Elliot Clarke, Senior Economist at Westpac, explains that the hype surrounding US politics and its capacity to drive global growth forward persists, yet progress on making these plans a reality remains disappointingly slow.

Key Quotes

“In much the same way, growth in the real economy has continued to underwhelm optimistic expectations based on strong jobs growth and above–average levels of confidence.”

“Beginning with the state of play in Washington, while a new resolution to stave off a budget shutdown was passed in the nick of time this month (allowing the Government to pay its bills as they fall due until September), progress on key reforms has stagnated.”

“President Trump’s decision to sack FBI Director Comey last week has also not won him any favours. Instead, the need to find a replacement for Comey and get the appointment approved by Congress will now create another distraction for Democrats and Republicans alike. The process is likely to prove protracted, particularly if the administration continues to refuse to appoint a Special Prosecutor to investigate lingering questions over ties between the 2016 Trump campaign and Russia.”

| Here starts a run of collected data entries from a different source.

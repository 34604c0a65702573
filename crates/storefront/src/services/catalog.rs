//! Catalog pages and import.

use tracing::{info, instrument};

use musicshop_core::{Album, Artist, Genre};

use super::ShopError;
use crate::db::{CatalogSeed, CatalogStore, ImportSummary};

/// Data for the home page.
#[derive(Debug, Clone)]
pub struct HomeListing {
    pub genres: Vec<Genre>,
    pub artists: Vec<Artist>,
    pub offers: Vec<Album>,
}

pub struct CatalogService<'a, S> {
    store: &'a S,
}

impl<'a, S: CatalogStore> CatalogService<'a, S> {
    #[must_use]
    pub const fn new(store: &'a S) -> Self {
        Self { store }
    }

    /// # Errors
    ///
    /// Returns `ShopError::Repository` on storage failure.
    pub async fn home(&self) -> Result<HomeListing, ShopError> {
        Ok(HomeListing {
            genres: self.store.genres().await?,
            artists: self.store.artists(None).await?,
            offers: self.store.offers_of_the_week().await?,
        })
    }

    /// A genre with its artists.
    ///
    /// # Errors
    ///
    /// Returns `ShopError::NotFound` for unknown slugs.
    pub async fn genre(&self, slug: &str) -> Result<(Genre, Vec<Artist>), ShopError> {
        let genre = self
            .store
            .genre_by_slug(slug)
            .await?
            .ok_or(ShopError::NotFound("genre"))?;
        let artists = self.store.artists(Some(genre.id)).await?;
        Ok((genre, artists))
    }

    /// An artist with members and albums.
    ///
    /// # Errors
    ///
    /// Returns `ShopError::NotFound` for unknown slugs.
    pub async fn artist(&self, slug: &str) -> Result<(Artist, Vec<Album>), ShopError> {
        let artist = self
            .store
            .artist_by_slug(slug)
            .await?
            .ok_or(ShopError::NotFound("artist"))?;
        let albums = self.store.albums_by_artist(artist.id).await?;
        Ok((artist, albums))
    }

    /// # Errors
    ///
    /// Returns `ShopError::NotFound` for unknown slugs.
    pub async fn album(&self, artist_slug: &str, album_slug: &str) -> Result<Album, ShopError> {
        self.store
            .album_by_slug(artist_slug, album_slug)
            .await?
            .ok_or(ShopError::NotFound("album"))
    }

    /// Validate and import a catalog document.
    ///
    /// # Errors
    ///
    /// Returns `ShopError::InvalidSeed` listing every validation problem,
    /// or `ShopError::Repository` if the import fails.
    #[instrument(skip(self, seed))]
    pub async fn import(&self, seed: &CatalogSeed) -> Result<ImportSummary, ShopError> {
        let errors = seed.validate();
        if !errors.is_empty() {
            return Err(ShopError::InvalidSeed(errors));
        }
        let summary = self.store.import_catalog(seed).await?;
        info!(
            artists = summary.artists,
            albums_created = summary.albums_created,
            albums_updated = summary.albums_updated,
            "Catalog imported"
        );
        Ok(summary)
    }
}
//! lexis dictionary resolution library
//!
//! Looks words up in imported dictionaries and remote services: definitions,
//! frequency ranks and pronunciations, with accent folding and lemmatization
//! in front of every lookup.

/// Configuration module - LexisConfig and its sections
pub mod config;

/// Error module - LexisError, LexisResult and the per-component errors
pub mod errors;

/// Importer module - StarDict, MDict, DSL, JSON, CSV/TSV, frequency lists and audio libraries
pub mod importers;

/// Logging module - tracing subscriber setup
pub mod logging;

/// Data model module - dictionary metadata, entries, frequencies
pub mod models;

/// Normalizer module - accent stripping and lemmatization
pub mod normalizer;

/// Remote module - definition, translation and pronunciation APIs
pub mod remote;

/// Resolver module - definition, frequency and audio lookup over the selected source
pub mod resolver;

/// Service module - LexisService, the facade over everything above
pub mod service;

/// Store module - tantivy-backed persistent dictionary store
pub mod store;

/// Re-exports
pub use config::LexisConfig;
pub use errors::{LexisError, LexisResult};
pub use importers::ImportReport;
pub use models::{AudioMap, CustomDictionary, DictionaryFormat, DictionaryKind, Frequency};
pub use resolver::{AudioSource, DefinitionSource, TranslationOptions};
pub use service::LexisService;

“For the FOMC, the inability of the economy to regain past rapid growth rates does not preclude a continuation of interest rate normalisation. This is because, on not only their estimates of potential growth but also our own (more pessimistic) expectations, the real Fed Funds Rate remains below neutral – that is, policy remains accommodative. The rate hikes we expect in June and December 2017 will still leave the policy rate below neutral. Indeed it is not until the end of 2018 that we anticipate a real neutral Fed Funds Rate of 0% will be reached.”

“Through 2018 however, two clear points of tension will develop. Firstly, it will be critical to assess how the Fed’s planned normalisation of its balance sheet impacts financial conditions given its potential to materially impact term interest rates over and above the policy rate effect. This could cause a pre–emptive tightening in financial conditions and slow growth. Secondly, the seeming inability of the US economy to grow meaningfully above 2%yr will call into question the degree to which the Trump administration can assume growth will offset lower marginal tax rates. It will also limit the scale of government spending on infrastructure possible without the deficit and outstanding debt rising rapidly on a three to five–year horizon. Clearly, through 2017 and into 2018, the market’s optimism over growth will remain at risk.”